The premise of The Daughter is one that always gets me and I just couldn't pass it up.  Jenny is a working mother who is trying to have it all -- the job as a doctor while being a wife and mother to three great teenagers. She has convinced herself that she has things mostly under control and is aware of everything of importance in her kids' lives. We all know where this is headed, right? Her fifteen year old daughter, Naomi, is very busy with a play and is tired and rarely around anymore, but things will get back to normal soon. This is the set up for Naomi's sudden disappearance.  Every mother's worst nightmare.

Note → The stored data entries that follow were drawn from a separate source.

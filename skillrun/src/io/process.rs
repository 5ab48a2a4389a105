//! Spawning `run_command` steps: shell choice, deadlines, capped capture.

use std::env;
use std::io::{self, Read};
use std::path::Path;
use std::process::{Command, Stdio};
use std::sync::mpsc::{self, Receiver, RecvTimeoutError};
use std::sync::{Arc, Mutex};
use std::thread;
use std::time::{Duration, Instant};

use anyhow::{Context, Result, anyhow, bail};
use tracing::{debug, instrument, warn};
use wait_timeout::ChildExt;

const READ_CHUNK: usize = 8 * 1024;

/// How long pipe readers may keep draining once the shell itself is gone.
///
/// Background processes started by the command can hold the pipes open long
/// after the shell exits or is killed; their later output is abandoned.
const DRAIN_GRACE: Duration = Duration::from_millis(500);

/// Bytes kept from one child stream and how many were dropped past the cap.
#[derive(Debug, Default, Clone, PartialEq, Eq)]
pub struct Capture {
    pub kept: Vec<u8>,
    pub dropped: usize,
}

impl Capture {
    fn push(&mut self, bytes: &[u8], cap: usize) {
        let room = cap.saturating_sub(self.kept.len()).min(bytes.len());
        self.kept.extend_from_slice(&bytes[..room]);
        self.dropped += bytes.len() - room;
    }

    /// Lossy UTF-8 text, with a marker line when bytes were dropped.
    pub fn render(&self, stream: &str) -> String {
        let mut text = String::from_utf8_lossy(&self.kept).into_owned();
        if self.dropped > 0 {
            text.push_str(&format!("\n[{stream} truncated {} bytes]\n", self.dropped));
        }
        text
    }
}

/// Drain `reader` to EOF into `sink`, keeping at most `cap` bytes.
///
/// The pipe is always read to the end so a chatty child never blocks on a
/// full buffer after the cap is reached.
fn drain_into<R: Read>(mut reader: R, cap: usize, sink: &Mutex<Capture>) -> io::Result<()> {
    let mut chunk = [0u8; READ_CHUNK];
    loop {
        let read = reader.read(&mut chunk)?;
        if read == 0 {
            return Ok(());
        }
        sink.lock()
            .map_err(|_| io::Error::other("capture lock poisoned"))?
            .push(&chunk[..read], cap);
    }
}

/// A stream drained on its own thread into a shared capture.
struct StreamReader {
    capture: Arc<Mutex<Capture>>,
    done: Receiver<io::Result<()>>,
}

impl StreamReader {
    fn spawn<R: Read + Send + 'static>(pipe: R, cap: usize) -> Self {
        let capture = Arc::new(Mutex::new(Capture::default()));
        let sink = Arc::clone(&capture);
        let (tx, done) = mpsc::channel();
        thread::spawn(move || {
            let _ = tx.send(drain_into(pipe, cap, &sink));
        });
        Self { capture, done }
    }

    /// Wait up to `grace` for EOF, then take whatever has been captured.
    fn finish(self, grace: Duration, stream: &str) -> Result<Capture> {
        match self.done.recv_timeout(grace) {
            Ok(result) => result.with_context(|| format!("read {stream}"))?,
            Err(RecvTimeoutError::Timeout) => {
                warn!(stream, "pipe still held open after exit, abandoning reader");
            }
            Err(RecvTimeoutError::Disconnected) => bail!("{stream} reader panicked"),
        }
        let capture = self
            .capture
            .lock()
            .map_err(|_| anyhow!("{stream} capture lock poisoned"))?
            .clone();
        Ok(capture)
    }
}

/// What happened to one spawned step command.
#[derive(Debug)]
pub struct ChildRun {
    /// `None` when the child was killed by a signal or by the deadline.
    pub exit_code: Option<i32>,
    pub timed_out: bool,
    pub stdout: Capture,
    pub stderr: Capture,
}

/// Shell that wraps each step command line.
#[derive(Debug, Clone, PartialEq, Eq)]
pub struct Shell {
    pub program: String,
    pub flags: Vec<String>,
}

impl Shell {
    /// Login shell on Unix (`-lc`), PowerShell without a profile on Windows.
    pub fn for_platform(unix_shell: &str, windows_shell: &str) -> Self {
        let (program, flags): (&str, &[&str]) = if cfg!(windows) {
            (windows_shell, &["-NoProfile", "-Command"])
        } else {
            (unix_shell, &["-lc"])
        };
        Self {
            program: program.to_string(),
            flags: flags.iter().map(|flag| flag.to_string()).collect(),
        }
    }

    pub fn wrap(&self, command_line: &str, workdir: &Path) -> Command {
        let mut command = Command::new(&self.program);
        command
            .args(&self.flags)
            .arg(command_line)
            .current_dir(workdir)
            .stdin(Stdio::null())
            .stdout(Stdio::piped())
            .stderr(Stdio::piped());
        command
    }
}

/// Whether some directory on `PATH` holds `program`.
pub fn on_path(program: &str) -> bool {
    let Some(search) = env::var_os("PATH") else {
        return false;
    };
    env::split_paths(&search).any(|dir| {
        let candidate = dir.join(program);
        candidate.is_file() || (cfg!(windows) && candidate.with_extension("exe").is_file())
    })
}

/// Spawn `command`, wait up to `deadline`, and capture both streams.
///
/// Each stream is drained on its own thread while the child runs. A child
/// still alive at the deadline is killed and reported with `timed_out`. Once
/// the child is gone the readers get [`DRAIN_GRACE`] to reach EOF, so
/// processes it left behind cannot stretch the call past the deadline.
#[instrument(skip_all, fields(deadline_secs = deadline.as_secs(), cap))]
pub fn run_captured(mut command: Command, deadline: Duration, cap: usize) -> Result<ChildRun> {
    let started = Instant::now();
    let mut child = command.spawn().context("spawn shell")?;
    debug!(pid = child.id(), "child spawned");

    let stdout = child.stdout.take().ok_or_else(|| anyhow!("stdout not piped"))?;
    let stderr = child.stderr.take().ok_or_else(|| anyhow!("stderr not piped"))?;
    let stdout = StreamReader::spawn(stdout, cap);
    let stderr = StreamReader::spawn(stderr, cap);

    let (status, timed_out) = match child.wait_timeout(deadline).context("wait for child")? {
        Some(status) => (status, false),
        None => {
            warn!(deadline_secs = deadline.as_secs(), "deadline passed, killing child");
            child.kill().context("kill child")?;
            (child.wait().context("reap killed child")?, true)
        }
    };

    let stdout = stdout.finish(DRAIN_GRACE, "stdout")?;
    let stderr = stderr.finish(DRAIN_GRACE, "stderr")?;
    if stdout.dropped + stderr.dropped > 0 {
        warn!(
            stdout_dropped = stdout.dropped,
            stderr_dropped = stderr.dropped,
            "output capped"
        );
    }

    let exit_code = if timed_out { None } else { status.code() };
    let elapsed_ms = u64::try_from(started.elapsed().as_millis()).unwrap_or(u64::MAX);
    debug!(?exit_code, timed_out, elapsed_ms, "child finished");
    Ok(ChildRun {
        exit_code,
        timed_out,
        stdout,
        stderr,
    })
}

#[cfg(test)]
mod tests {
    use super::*;

    fn drain(bytes: &[u8], cap: usize) -> Capture {
        let sink = Mutex::new(Capture::default());
        drain_into(bytes, cap, &sink).expect("drain");
        sink.into_inner().expect("capture")
    }

    #[test]
    fn capture_keeps_prefix_and_counts_the_rest() {
        let capture = drain(b"abcdefghij", 4);
        assert_eq!(capture.kept, b"abcd");
        assert_eq!(capture.dropped, 6);
        assert_eq!(capture.render("stdout"), "abcd\n[stdout truncated 6 bytes]\n");
    }

    #[test]
    fn render_without_drops_is_plain_text() {
        let capture = drain(b"hello", 100);
        assert_eq!(capture.render("stderr"), "hello");
    }

    #[cfg(unix)]
    fn sh(script: &str) -> Command {
        Shell::for_platform("/bin/sh", "pwsh").wrap(script, Path::new("."))
    }

    #[cfg(unix)]
    #[test]
    fn reports_exit_code_and_both_streams() {
        let run = run_captured(sh("echo out; echo err >&2; exit 3"), Duration::from_secs(5), 1000)
            .expect("run");
        assert_eq!(run.exit_code, Some(3));
        assert_eq!(run.stdout.render("stdout").trim(), "out");
        assert_eq!(run.stderr.render("stderr").trim(), "err");
        assert!(!run.timed_out);
    }

    #[cfg(unix)]
    #[test]
    fn deadline_kills_the_child() {
        let run = run_captured(sh("sleep 2"), Duration::from_millis(100), 1000).expect("run");
        assert!(run.timed_out);
        assert_eq!(run.exit_code, None);
    }

    /// Verifies a killed shell returns near its deadline even if its child keeps the pipes.
    #[cfg(unix)]
    #[test]
    fn deadline_holds_when_a_grandchild_keeps_the_pipes_open() {
        let started = Instant::now();
        let run = run_captured(sh("sleep 5; echo done"), Duration::from_millis(200), 1000)
            .expect("run");
        assert!(run.timed_out);
        assert!(started.elapsed() < Duration::from_secs(3));
        assert!(!run.stdout.render("stdout").contains("done"));
    }

    /// Verifies a shell that exits normally is not held up by a background job it started.
    #[cfg(unix)]
    #[test]
    fn background_jobs_do_not_block_a_finished_shell() {
        let started = Instant::now();
        let run = run_captured(sh("echo ready; sleep 5 &"), Duration::from_secs(10), 1000)
            .expect("run");
        assert!(!run.timed_out);
        assert_eq!(run.exit_code, Some(0));
        assert_eq!(run.stdout.render("stdout").trim(), "ready");
        assert!(started.elapsed() < Duration::from_secs(3));
    }

    #[cfg(unix)]
    #[test]
    fn unix_shell_runs_as_login_shell() {
        let shell = Shell::for_platform("/bin/bash", "pwsh");
        assert_eq!(shell.program, "/bin/bash");
        assert_eq!(shell.flags, ["-lc"]);
    }
}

I have to say that I was caught up in the story (nightmare) right away. Maybe it is because I have two teenage daughters and  I could too easily imagine how I would feel in Jenny's position.  The search for Naomi brings out all kinds of information about Naomi, her brothers and father that previously were either unknown, ignored or just overlooked by Jenny. There is a lot of time given to examining choices, mistakes made and the consequences to these. 

The timeline goes back and forth between the days after Naomi's disappearance and a year later. I actually like the split timeline thing in books, so this didn't bother me. I don't want to give away too much, so I won't discuss the later timeline. I will say that I was a little surprised by the ending, but I wasn't disappointed or upset by it. I actually preferred it to some of the other possibilities. And with so much about this book, it made me  stop and think. I think that the biggest thing I took away from this book was a reminder to pay attention to your family - even the mundane, boring stuff, because that is what makes up life. Don't try to convince yourself  that you know people --- it would be better to have a conversation with them.  It serves as a reminder to listen and actually hear what is being said. We are all just doing the best we can and we should understand that about ourselves and others.